REQUIRED WORK
Search the listing below for the string "metrics" and show each line that contains it.

GIVEN RECORDS
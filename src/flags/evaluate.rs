//! Flag evaluation.
//!
//! Maps a stored flag record to the boolean decision a caller observes.
//! The baseline `enabled` value acts as a kill switch: when false, the
//! strategy is never consulted.

use super::types::Rollout;
use crate::metrics;
use rand::Rng;

/// Evaluate one flag and count the evaluation.
pub fn evaluate(tenant_id: i32, feature: &str, enabled: bool, rollout: &Rollout) -> bool {
    metrics::record_evaluation(tenant_id, feature, rollout.strategy());
    decide(enabled, rollout)
}

/// The decision itself.
///
/// PERCENTAGE draws a fresh pseudo-random sample per call, so the same
/// caller can observe different decisions across reads. Deterministic
/// per-subject bucketing is a known alternative and deliberately not
/// implemented here.
///
/// USER is a recognized strategy with no targeting data yet; until that
/// lands it behaves exactly like BOOLEAN.
pub fn decide(enabled: bool, rollout: &Rollout) -> bool {
    if !enabled {
        return false;
    }

    match rollout {
        Rollout::Boolean => true,
        Rollout::User => true,
        Rollout::Percentage { percentage } => {
            let sample: f64 = rand::thread_rng().gen_range(0.0..100.0);
            sample < *percentage as f64
        }
    }
}
//! Audit trail endpoint.

use crate::error::ServiceError;
use crate::flags::{FlagService, Pagination};
use crate::orm::audit_log;
use actix_web::{get, web, HttpResponse};
use serde::{Deserialize, Serialize};

pub(super) fn configure(conf: &mut actix_web::web::ServiceConfig) {
    conf.service(list_audit);
}

#[derive(Debug, Deserialize)]
pub struct AuditQuery {
    pub page: Option<u64>,
    pub page_size: Option<u64>,
}

#[derive(Debug, Serialize)]
pub struct AuditEntryResponse {
    pub id: i32,
    pub actor: String,
    pub action: String,
    pub entity_kind: String,
    pub entity_id: String,
    pub diff: Option<serde_json::Value>,
    pub created_at: chrono::NaiveDateTime,
}

impl From<audit_log::Model> for AuditEntryResponse {
    fn from(entry: audit_log::Model) -> Self {
        Self {
            id: entry.id,
            actor: entry.actor,
            action: entry.action,
            entity_kind: entry.entity_kind,
            entity_id: entry.entity_id,
            diff: entry.diff,
            created_at: entry.created_at,
        }
    }
}

#[derive(Debug, Serialize)]
pub struct AuditPage {
    pub items: Vec<AuditEntryResponse>,
    pub pagination: Pagination,
}

#[get("/tenants/{tenant_id}/audit")]
async fn list_audit(
    service: web::Data<FlagService>,
    path: web::Path<i32>,
    query: web::Query<AuditQuery>,
) -> Result<HttpResponse, ServiceError> {
    let tenant_id = path.into_inner();
    let query = query.into_inner();

    let (entries, pagination) = service
        .audit_trail(tenant_id, query.page.unwrap_or(1), query.page_size)
        .await?;

    Ok(HttpResponse::Ok().json(AuditPage {
        items: entries.into_iter().map(Into::into).collect(),
        pagination,
    }))
}
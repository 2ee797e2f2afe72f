//! Flags entity
//!
//! One row per (tenant, feature, environment) triple, enforced by a unique
//! index. `strategy_value` holds the strategy-specific payload, e.g.
//! `{"percentage": 25}` for PERCENTAGE.

use sea_orm::entity::prelude::*;

#[derive(Clone, Debug, PartialEq, DeriveEntityModel)]
#[sea_orm(table_name = "flags")]
pub struct Model {
    #[sea_orm(primary_key)]
    pub id: i32,
    pub tenant_id: i32,
    pub feature_id: i32,
    pub environment: String,
    pub enabled: bool,
    pub strategy: String,
    pub strategy_value: Option<Json>,
    pub created_at: chrono::NaiveDateTime,
    pub updated_at: chrono::NaiveDateTime,
}

#[derive(Copy, Clone, Debug, EnumIter, DeriveRelation)]
pub enum Relation {
    #[sea_orm(
        belongs_to = "super::tenants::Entity",
        from = "Column::TenantId",
        to = "super::tenants::Column::Id",
        on_update = "NoAction",
        on_delete = "Cascade"
    )]
    Tenant,
    #[sea_orm(
        belongs_to = "super::features::Entity",
        from = "Column::FeatureId",
        to = "super::features::Column::Id",
        on_update = "NoAction",
        on_delete = "NoAction"
    )]
    Feature,
}

impl Related<super::tenants::Entity> for Entity {
    fn to() -> RelationDef {
        Relation::Tenant.def()
    }
}

impl Related<super::features::Entity> for Entity {
    fn to() -> RelationDef {
        Relation::Feature.def()
    }
}

impl ActiveModelBehavior for ActiveModel {}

EXPECTED ANSWER
use crate::metrics;
    metrics::record_evaluation(tenant_id, feature, rollout.strategy());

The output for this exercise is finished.